# no sex



## kiwolf (Nov 18, 2008)

I don't have any sex in my marriage... Any idea's on how i can change that?


----------



## justean (May 28, 2008)

when a relationship has gone to the bottom of the pile.
all you can do is start afresh and start again.
life and marriage and relationships are something that go around and around like a merry go round. 
ups and downs etc.
get to the top - its ok for a while then it goes downhill and you have to start again and there is nothing wrong in this .
we all forget what to do in relationships to keep them fresh thats why you have to keep working on them.
back to basics - start courting again and build up from there.


----------



## CARELESS (Nov 18, 2008)

first let me ask this, do you watch porn or say mean things to her? Have you go any kind of habit or hobby that might irritate her? Do you go to bars?
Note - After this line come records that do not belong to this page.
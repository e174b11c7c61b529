//! Operation records
//!
//! Every completed side-effecting action is described by one [`Operation`].
//! All kinds share one record shape so they can live interleaved in a single
//! newline-delimited JSON log.

use std::collections::BTreeMap;
use std::fmt;
use std::path::{Path, PathBuf};

use chrono::{DateTime, Utc};
use serde::{Deserialize, Serialize};

/// Kind of recorded operation
#[derive(Debug, Clone, Copy, PartialEq, Eq, Hash, Serialize, Deserialize)]
#[serde(rename_all = "snake_case")]
pub enum OperationKind {
    /// Blueprint file generated into a folder
    Create,
    /// Folder reversed into a blueprint file
    Reverse,
    /// Prompt turned into a blueprint file
    AiBlueprint,
    /// Prompt turned into a folder
    AiApply,
}

impl OperationKind {
    pub fn as_str(&self) -> &'static str {
        match self {
            OperationKind::Create => "create",
            OperationKind::Reverse => "reverse",
            OperationKind::AiBlueprint => "ai_blueprint",
            OperationKind::AiApply => "ai_apply",
        }
    }

    /// Returns true if undo deletes the receipt rather than the target file
    pub fn rolls_back_receipt(&self) -> bool {
        matches!(self, OperationKind::Create | OperationKind::AiApply)
    }

    /// Returns true if redo can rebuild the effect from the saved provenance
    pub fn is_recreatable(&self) -> bool {
        !matches!(self, OperationKind::Reverse)
    }
}

impl fmt::Display for OperationKind {
    fn fmt(&self, f: &mut fmt::Formatter<'_>) -> fmt::Result {
        f.pad(self.as_str())
    }
}

/// Paths created by one generation run, in creation order
#[derive(Debug, Clone, Default, PartialEq, Eq, Serialize, Deserialize)]
pub struct Receipt {
    #[serde(default)]
    pub created_dirs: Vec<PathBuf>,

    #[serde(default)]
    pub created_files: Vec<PathBuf>,
}

impl Receipt {
    pub fn new() -> Self {
        Self::default()
    }

    pub fn is_empty(&self) -> bool {
        self.created_dirs.is_empty() && self.created_files.is_empty()
    }

    /// Total number of recorded paths
    pub fn len(&self) -> usize {
        self.created_dirs.len() + self.created_files.len()
    }

    pub fn record_dir(&mut self, path: impl Into<PathBuf>) {
        self.created_dirs.push(path.into());
    }

    pub fn record_file(&mut self, path: impl Into<PathBuf>) {
        self.created_files.push(path.into());
    }

    /// Directories ordered deepest first, for deletion
    pub fn dirs_deepest_first(&self) -> Vec<&Path> {
        let mut dirs: Vec<&Path> = self.created_dirs.iter().map(PathBuf::as_path).collect();
        dirs.sort_by_key(|d| std::cmp::Reverse(d.components().count()));
        dirs
    }
}

/// A durable record of one completed operation
#[derive(Debug, Clone, PartialEq, Serialize, Deserialize)]
pub struct Operation {
    pub kind: OperationKind,

    /// Output directory or written blueprint file
    pub target: PathBuf,

    #[serde(default, skip_serializing_if = "Option::is_none")]
    pub receipt: Option<Receipt>,

    /// Filled in by the history when recording
    #[serde(default, skip_serializing_if = "Option::is_none")]
    pub timestamp: Option<DateTime<Utc>>,

    /// Blueprint the operation was generated from
    #[serde(default, skip_serializing_if = "Option::is_none")]
    pub blueprint_path: Option<PathBuf>,

    /// Prompt an AI-sourced tree was generated from
    #[serde(default, skip_serializing_if = "Option::is_none")]
    pub source_prompt: Option<String>,

    #[serde(default, skip_serializing_if = "BTreeMap::is_empty")]
    pub meta: BTreeMap<String, String>,
}

impl Operation {
    pub fn new(kind: OperationKind, target: impl Into<PathBuf>) -> Self {
        Self {
            kind,
            target: target.into(),
            receipt: None,
            timestamp: None,
            blueprint_path: None,
            source_prompt: None,
            meta: BTreeMap::new(),
        }
    }

    /// A blueprint generated into `target`
    pub fn create(target: impl Into<PathBuf>, blueprint: impl Into<PathBuf>, receipt: Receipt) -> Self {
        Self::new(OperationKind::Create, target)
            .with_receipt(receipt)
            .with_blueprint(blueprint)
    }

    /// A folder reversed into the blueprint file `target`
    pub fn reverse(target: impl Into<PathBuf>) -> Self {
        Self::new(OperationKind::Reverse, target)
    }

    /// A prompt saved as the blueprint file `target`
    pub fn ai_blueprint(target: impl Into<PathBuf>, prompt: impl Into<String>) -> Self {
        Self::new(OperationKind::AiBlueprint, target).with_prompt(prompt)
    }

    /// A prompt generated into the folder `target`
    pub fn ai_apply(target: impl Into<PathBuf>, prompt: impl Into<String>, receipt: Receipt) -> Self {
        Self::new(OperationKind::AiApply, target)
            .with_receipt(receipt)
            .with_prompt(prompt)
    }

    pub fn with_receipt(mut self, receipt: Receipt) -> Self {
        self.receipt = Some(receipt);
        self
    }

    pub fn with_blueprint(mut self, path: impl Into<PathBuf>) -> Self {
        self.blueprint_path = Some(path.into());
        self
    }

    pub fn with_prompt(mut self, prompt: impl Into<String>) -> Self {
        self.source_prompt = Some(prompt.into());
        self
    }

    pub fn with_meta(mut self, key: impl Into<String>, value: impl Into<String>) -> Self {
        self.meta.insert(key.into(), value.into());
        self
    }

    pub fn with_timestamp(mut self, timestamp: DateTime<Utc>) -> Self {
        self.timestamp = Some(timestamp);
        self
    }

    /// Sets the timestamp to now unless one is present
    pub fn stamp(&mut self) {
        if self.timestamp.is_none() {
            self.timestamp = Some(Utc::now());
        }
    }

    /// (dirs, files) created by this operation
    pub fn created_counts(&self) -> (usize, usize) {
        self.receipt
            .as_ref()
            .map(|r| (r.created_dirs.len(), r.created_files.len()))
            .unwrap_or((0, 0))
    }

    /// Shortened prompt for listings
    pub fn prompt_preview(&self, max_chars: usize) -> Option<String> {
        self.source_prompt.as_ref().map(|prompt| {
            if prompt.chars().count() > max_chars {
                let cut: String = prompt.chars().take(max_chars).collect();
                format!("{}...", cut)
            } else {
                prompt.clone()
            }
        })
    }
}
Has someone told your wife something you did or might have done? 
Just wanted to ask these questions first.
Their can be many reasons why your not getting sex in your marriage. Also, it can just be her. Has she told you how she feels right now? Maybe you can get a better understanding of what is going on and what you can do if you both air out your feelings to each other. I will say that if you guys have any history of past problems or present problems that can be the issue. Even problems that's in the past can always come back to haunt you. When it comes to feelings you can always forgive and care for that person but you will never forget and not forgetting can play a major roll in a marriage if someone was hurt emotionally or physically.
I'll be getting back with ya soon to see how you replied to my questions before I give my opinion.


----------



## kiwolf (Nov 18, 2008)

ok just so everyone knows.. I'm a girl.


----------



## draconis (Oct 3, 2007)

First how old are you, how long have you two been together, what are some of the other issues with your marriage.

draconis


----------